Douglas Jardine, Lala Amarnath, Keith Miller, Wesley Hall, Fazal Mahmood are just a few of the names I could think of at that moment -- men who've played some of their best cricket out here. Laid out in a north-south direction so that so that the sun wouldn't blind the players, the pitch told me that this place had more in store. Little did I know.
Revered by many great cricketers as the Mecca of Pakistan cricket, the Bagh-e-Jinnah has been witness to some fantastic cricket. It has seen the finest cricketers from the pre-partition era join hands to take on the best of the rest.
Vijay Merchant led India for the first time in an unofficial test here. It was on this very ground that Pakistan's Imtiaz Ahmed became the first wicket-keeper batsman to score a test double century.

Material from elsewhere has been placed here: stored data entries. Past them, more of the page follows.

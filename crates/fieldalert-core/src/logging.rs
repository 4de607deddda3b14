//! Logging infrastructure for FieldAlert.
//!
//! Structured logging on the `tracing` ecosystem: JSON lines to a daily
//! rolling file plus a compact human-readable stream on stderr.
//!
//! ## Example
//!
//! ```no_run
//! use fieldalert_core::logging;
//!
//! let _guard = logging::init_logging(None, false).expect("logging init");
//!
//! tracing::info!("engine started");
//! tracing::debug!(kind = "sos", queued = 2, "merged poll result");
//! ```

use std::path::PathBuf;

use tracing_appender::non_blocking::WorkerGuard;
use tracing_subscriber::{EnvFilter, Layer, filter::LevelFilter, fmt, layer::SubscriberExt, util::SubscriberInitExt};

use crate::error::{AlertError, Result};

/// Guard that must be held to ensure log flushing on shutdown.
pub struct LogGuard {
    _file_guard: Option<WorkerGuard>,
}

/// Directive used when `RUST_LOG` is unset. Covers every `fieldalert*` target.
fn default_directive(verbose: bool) -> String {
    let level = if verbose { "debug" } else { "info" };
    format!("fieldalert={level}")
}

/// Initialize the FieldAlert logging system.
///
/// The file under `log_dir` (default `~/.fieldalert/logs/`) receives every
/// event as a flat JSON line, so alert events can be grepped by `kind` and
/// `event`. Stderr only shows warnings unless `verbose`, because stdout is
/// where the console dialogs are drawn.
pub fn init_logging(log_dir: Option<PathBuf>, verbose: bool) -> Result<LogGuard> {
    let log_dir = match log_dir {
        Some(dir) => dir,
        None => default_log_dir()?,
    };
    std::fs::create_dir_all(&log_dir).map_err(|e| AlertError::DirectoryCreation {
        path: log_dir.clone(),
        source: e,
    })?;

    let (file_writer, file_guard) =
        tracing_appender::non_blocking(tracing_appender::rolling::daily(&log_dir, "fieldalert.log"));
    let filter = EnvFilter::try_from_default_env().unwrap_or_else(|_| EnvFilter::new(default_directive(verbose)));

    let file_layer = fmt::layer()
        .with_writer(file_writer)
        .with_ansi(false)
        .json()
        .flatten_event(true);

    let stderr_floor = if verbose { LevelFilter::DEBUG } else { LevelFilter::WARN };
    let stderr_layer = fmt::layer()
        .with_writer(std::io::stderr)
        .with_file(verbose)
        .with_line_number(verbose)
        .compact()
        .with_filter(stderr_floor);

    tracing_subscriber::registry()
        .with(filter)
        .with(file_layer)
        .with(stderr_layer)
        .init();

    tracing::debug!(log_dir = %log_dir.display(), verbose, "logging initialized");

    Ok(LogGuard {
        _file_guard: Some(file_guard),
    })
}

/// Initialize minimal console-only logging for tests.
pub fn init_test_logging() {
    let _ = tracing_subscriber::fmt()
        .with_env_filter(EnvFilter::new("debug"))
        .with_test_writer()
        .try_init();
}

/// Base directory for FieldAlert state: `~/.fieldalert/`
pub fn default_base_dir() -> Result<PathBuf> {
    let home = std::env::var("HOME").map_err(|_| AlertError::Internal {
        message: "HOME environment variable not set".into(),
    })?;

    Ok(PathBuf::from(home).join(".fieldalert"))
}

/// Get the default log directory path: `~/.fieldalert/logs/`
pub fn default_log_dir() -> Result<PathBuf> {
    Ok(default_base_dir()?.join("logs"))
}

/// Log an alert lifecycle event on the `fieldalert::alert` target.
///
/// ```ignore
/// log_alert_event!(AlertKind::Sos, "dialog_shown", file = %item.file());
/// ```
#[macro_export]
macro_rules! log_alert_event {
    ($kind:expr, $event:expr) => {
        tracing::info!(
            target: "fieldalert::alert",
            kind = %$kind,
            event = $event,
            "alert event"
        )
    };
    ($kind:expr, $event:expr, $($field:tt)*) => {
        tracing::info!(
            target: "fieldalert::alert",
            kind = %$kind,
            event = $event,
            $($field)*,
            "alert event"
        )
    };
}

#[cfg(test)]
mod tests {
    use super::*;

    #[test]
    fn test_default_log_dir() {
        // SAFETY: We are in a test context and this is the only test modifying HOME
        unsafe { std::env::set_var("HOME", "/tmp/test-home") };
        let dir = default_log_dir().unwrap();
        assert_eq!(dir, PathBuf::from("/tmp/test-home/.fieldalert/logs"));
    }

    #[test]
    fn test_default_directive() {
        assert_eq!(default_directive(false), "fieldalert=info");
        assert_eq!(default_directive(true), "fieldalert=debug");
    }

    #[test]
    fn test_init_test_logging() {
        init_test_logging();
        crate::log_alert_event!(crate::types::AlertKind::Sos, "test", queued = 1);
    }
}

And the three W's of West Indian cricket; Weekes, Worrell and Walcott had stood as non-strikers, one after the other, witness to an epic battle between Sir Gary Sobers and Fazal Mahmood.
A huge six hit by Keith Miller had once struck the pavilion clock and broken it. But as the Gaddafi stadium (old-timers call it the Qaddafi) came up on Ferozepur Road in 1959, this venue slowly lost its place. All that remained now was just a piece of history. Some of it hitherto unknown.
As I walked into the pavilion, signs of neglect stared hard at me. This wasn't the place it used to be. And what struck my notice immediately was the Cricket Museum. A handful of die-hard cricket lovers had put together something that even money couldn't have possibly done.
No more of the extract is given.